<<<<

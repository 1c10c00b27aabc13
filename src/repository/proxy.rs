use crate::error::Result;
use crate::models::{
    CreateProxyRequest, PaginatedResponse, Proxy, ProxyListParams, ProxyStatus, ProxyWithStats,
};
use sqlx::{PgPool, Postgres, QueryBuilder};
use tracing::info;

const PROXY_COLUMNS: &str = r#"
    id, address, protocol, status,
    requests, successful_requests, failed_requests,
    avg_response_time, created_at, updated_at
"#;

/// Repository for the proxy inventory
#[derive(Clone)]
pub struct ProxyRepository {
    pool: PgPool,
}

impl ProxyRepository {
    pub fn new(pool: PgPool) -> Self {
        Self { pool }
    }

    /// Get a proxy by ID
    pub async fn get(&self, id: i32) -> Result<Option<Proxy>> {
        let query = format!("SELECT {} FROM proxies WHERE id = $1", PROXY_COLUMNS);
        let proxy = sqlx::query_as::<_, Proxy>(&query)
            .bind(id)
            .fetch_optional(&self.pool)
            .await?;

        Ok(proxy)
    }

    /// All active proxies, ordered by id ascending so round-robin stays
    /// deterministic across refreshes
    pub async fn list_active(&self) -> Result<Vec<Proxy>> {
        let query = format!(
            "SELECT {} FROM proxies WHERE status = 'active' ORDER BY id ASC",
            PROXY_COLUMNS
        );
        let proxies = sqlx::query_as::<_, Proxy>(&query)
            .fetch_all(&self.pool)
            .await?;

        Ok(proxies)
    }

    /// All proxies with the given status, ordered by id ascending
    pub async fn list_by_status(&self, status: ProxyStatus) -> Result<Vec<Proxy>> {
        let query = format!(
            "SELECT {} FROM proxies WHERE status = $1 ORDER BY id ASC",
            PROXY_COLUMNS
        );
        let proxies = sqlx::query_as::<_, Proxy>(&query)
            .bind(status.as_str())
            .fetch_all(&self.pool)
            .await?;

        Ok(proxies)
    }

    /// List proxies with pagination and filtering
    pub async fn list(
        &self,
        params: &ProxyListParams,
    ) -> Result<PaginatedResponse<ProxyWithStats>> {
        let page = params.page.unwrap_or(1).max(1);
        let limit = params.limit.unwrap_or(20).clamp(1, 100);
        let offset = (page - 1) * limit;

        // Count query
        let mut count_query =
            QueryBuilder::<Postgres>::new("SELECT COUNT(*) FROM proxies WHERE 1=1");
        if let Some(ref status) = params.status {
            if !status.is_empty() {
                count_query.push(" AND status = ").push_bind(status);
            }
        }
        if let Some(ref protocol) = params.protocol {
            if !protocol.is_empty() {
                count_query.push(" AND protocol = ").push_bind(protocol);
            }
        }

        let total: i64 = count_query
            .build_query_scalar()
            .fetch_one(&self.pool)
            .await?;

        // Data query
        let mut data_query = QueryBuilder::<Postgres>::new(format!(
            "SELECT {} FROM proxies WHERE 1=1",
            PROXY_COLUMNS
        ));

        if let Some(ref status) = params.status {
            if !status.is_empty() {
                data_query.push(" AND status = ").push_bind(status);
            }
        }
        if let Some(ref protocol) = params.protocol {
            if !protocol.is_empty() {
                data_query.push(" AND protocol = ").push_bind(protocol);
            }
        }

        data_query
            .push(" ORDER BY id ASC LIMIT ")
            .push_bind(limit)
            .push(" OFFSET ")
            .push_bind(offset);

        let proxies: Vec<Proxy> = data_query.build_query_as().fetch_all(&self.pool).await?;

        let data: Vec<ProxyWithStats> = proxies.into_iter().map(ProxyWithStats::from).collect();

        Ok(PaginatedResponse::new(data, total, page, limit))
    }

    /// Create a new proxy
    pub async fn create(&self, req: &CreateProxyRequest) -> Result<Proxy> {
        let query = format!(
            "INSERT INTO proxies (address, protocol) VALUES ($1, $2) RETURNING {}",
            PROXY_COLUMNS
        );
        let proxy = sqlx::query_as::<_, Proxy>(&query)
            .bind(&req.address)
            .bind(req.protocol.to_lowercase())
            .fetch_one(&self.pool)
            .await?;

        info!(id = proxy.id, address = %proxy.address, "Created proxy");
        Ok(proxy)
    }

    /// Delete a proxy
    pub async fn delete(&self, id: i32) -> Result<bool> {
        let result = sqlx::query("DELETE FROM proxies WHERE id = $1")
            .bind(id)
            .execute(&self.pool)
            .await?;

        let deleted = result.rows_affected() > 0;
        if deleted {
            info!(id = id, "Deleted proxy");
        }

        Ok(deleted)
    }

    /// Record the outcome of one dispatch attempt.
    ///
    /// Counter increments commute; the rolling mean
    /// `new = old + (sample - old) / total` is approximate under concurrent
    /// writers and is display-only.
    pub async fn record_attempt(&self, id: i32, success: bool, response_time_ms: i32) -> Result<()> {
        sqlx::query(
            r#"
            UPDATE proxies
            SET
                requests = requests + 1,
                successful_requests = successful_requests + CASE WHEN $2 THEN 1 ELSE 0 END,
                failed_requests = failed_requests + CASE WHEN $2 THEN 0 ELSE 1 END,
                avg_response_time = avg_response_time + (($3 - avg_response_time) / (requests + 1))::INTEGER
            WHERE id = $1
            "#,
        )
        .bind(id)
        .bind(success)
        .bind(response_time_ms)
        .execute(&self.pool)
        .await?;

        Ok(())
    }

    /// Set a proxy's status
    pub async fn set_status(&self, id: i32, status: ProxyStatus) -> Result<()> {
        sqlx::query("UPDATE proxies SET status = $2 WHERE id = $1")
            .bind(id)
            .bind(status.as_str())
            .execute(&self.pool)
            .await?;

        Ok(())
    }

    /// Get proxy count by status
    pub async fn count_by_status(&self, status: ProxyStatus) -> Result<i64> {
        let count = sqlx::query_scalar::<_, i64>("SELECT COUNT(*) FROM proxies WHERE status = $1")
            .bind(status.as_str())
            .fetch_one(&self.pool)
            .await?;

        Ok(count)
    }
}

>>>>

Output all of the data above without any alteration.

repository 1c10c00b27aabc13
filename src/repository/proxy.rs
use crate::error::Result;
use crate::models::{
    CreateProxyRequest, PaginatedResponse, Proxy, ProxyListParams, ProxyStatus, ProxyWithStats,
};
use sqlx::{PgPool, Postgres, QueryBuilder};
use tracing::info;

const PROXY_COLUMNS: &str = r#"
    id, address, protocol, status,
    requests, successful_requests, failed_requests,
    avg_response_time, created_at, updated_at
"#;

/// Repository for the proxy inventory
#[derive(Clone)]
pub struct ProxyRepository {
    pool: PgPool,
}

impl ProxyRepository {
    pub fn new(pool: PgPool) -> Self {
        Self { pool }
    }

    /// Get a proxy by ID
    pub async fn get(&self, id: i32) -> Result<Option<Proxy>> {
        let query = format!("SELECT {} FROM proxies WHERE id = $1", PROXY_COLUMNS);
        let proxy = sqlx::query_as::<_, Proxy>(&query)
            .bind(id)
            .fetch_optional(&self.pool)
            .await?;

        Ok(proxy)
    }

    /// All active proxies, ordered by id ascending so round-robin stays
    /// deterministic across refreshes
    pub async fn list_active(&self) -> Result<Vec<Proxy>> {
        let query = format!(
            "SELECT {} FROM proxies WHERE status = 'active' ORDER BY id ASC",
            PROXY_COLUMNS
        );
        let proxies = sqlx::query_as::<_, Proxy>(&query)
            .fetch_all(&self.pool)
            .await?;

        Ok(proxies)
    }

    /// All proxies with the given status, ordered by id ascending
    pub async fn list_by_status(&self, status: ProxyStatus) -> Result<Vec<Proxy>> {
        let query = format!(
            "SELECT {} FROM proxies WHERE status = $1 ORDER BY id ASC",
            PROXY_COLUMNS
        );
        let proxies = sqlx::query_as::<_, Proxy>(&query)
            .bind(status.as_str())
            .fetch_all(&self.pool)
            .await?;

        Ok(proxies)
    }

    /// List proxies with pagination and filtering
    pub async fn list(
        &self,
        params: &ProxyListParams,
    ) -> Result<PaginatedResponse<ProxyWithStats>> {
        let page = params.page.unwrap_or(1).max(1);
        let limit = params.limit.unwrap_or(20).clamp(1, 100);
        let offset = (page - 1) * limit;

        // Count query
        let mut count_query =
            QueryBuilder::<Postgres>::new("SELECT COUNT(*) FROM proxies WHERE 1=1");
        if let Some(ref status) = params.status {
            if !status.is_empty() {
                count_query.push(" AND status = ").push_bind(status);
            }
        }
        if let Some(ref protocol) = params.protocol {
            if !protocol.is_empty() {
                count_query.push(" AND protocol = ").push_bind(protocol);
            }
        }

        let total: i64 = count_query
            .build_query_scalar()
            .fetch_one(&self.pool)
            .await?;

        // Data query
        let mut data_query = QueryBuilder::<Postgres>::new(format!(
            "SELECT {} FROM proxies WHERE 1=1",
            PROXY_COLUMNS
        ));

        if let Some(ref status) = params.status {
            if !status.is_empty() {
                data_query.push(" AND status = ").push_bind(status);
            }
        }
        if let Some(ref protocol) = params.protocol {
            if !protocol.is_empty() {
                data_query.push(" AND protocol = ").push_bind(protocol);
            }
        }

        data_query
            .push(" ORDER BY id ASC LIMIT ")
            .push_bind(limit)
            .push(" OFFSET ")
            .push_bind(offset);

        let proxies: Vec<Proxy> = data_query.build_query_as().fetch_all(&self.pool).await?;

        let data: Vec<ProxyWithStats> = proxies.into_iter().map(ProxyWithStats::from).collect();

        Ok(PaginatedResponse::new(data, total, page, limit))
    }

    /// Create a new proxy
    pub async fn create(&self, req: &CreateProxyRequest) -> Result<Proxy> {
        let query = format!(
            "INSERT INTO proxies (address, protocol) VALUES ($1, $2) RETURNING {}",
            PROXY_COLUMNS
        );
        let proxy = sqlx::query_as::<_, Proxy>(&query)
            .bind(&req.address)
            .bind(req.protocol.to_lowercase())
            .fetch_one(&self.pool)
            .await?;

        info!(id = proxy.id, address = %proxy.address, "Created proxy");
        Ok(proxy)
    }

    /// Delete a proxy
    pub async fn delete(&self, id: i32) -> Result<bool> {
        let result = sqlx::query("DELETE FROM proxies WHERE id = $1")
            .bind(id)
            .execute(&self.pool)
            .await?;

        let deleted = result.rows_affected() > 0;
        if deleted {
            info!(id = id, "Deleted proxy");
        }

        Ok(deleted)
    }

    /// Record the outcome of one dispatch attempt.
    ///
    /// Counter increments commute; the rolling mean
    /// `new = old + (sample - old) / total` is approximate under concurrent
    /// writers and is display-only.
    pub async fn record_attempt(&self, id: i32, success: bool, response_time_ms: i32) -> Result<()> {
        sqlx::query(
            r#"
            UPDATE proxies
            SET
                requests = requests + 1,
                successful_requests = successful_requests + CASE WHEN $2 THEN 1 ELSE 0 END,
                failed_requests = failed_requests + CASE WHEN $2 THEN 0 ELSE 1 END,
                avg_response_time = avg_response_time + (($3 - avg_response_time) / (requests + 1))::INTEGER
            WHERE id = $1
            "#,
        )
        .bind(id)
        .bind(success)
        .bind(response_time_ms)
        .execute(&self.pool)
        .await?;

        Ok(())
    }

    /// Set a proxy's status
    pub async fn set_status(&self, id: i32, status: ProxyStatus) -> Result<()> {
        sqlx::query("UPDATE proxies SET status = $2 WHERE id = $1")
            .bind(id)
            .bind(status.as_str())
            .execute(&self.pool)
            .await?;

        Ok(())
    }

    /// Get proxy count by status
    pub async fn count_by_status(&self, status: ProxyStatus) -> Result<i64> {
        let count = sqlx::query_scalar::<_, i64>("SELECT COUNT(*) FROM proxies WHERE status = $1")
            .bind(status.as_str())
            .fetch_one(&self.pool)
            .await?;

        Ok(count)
    }
}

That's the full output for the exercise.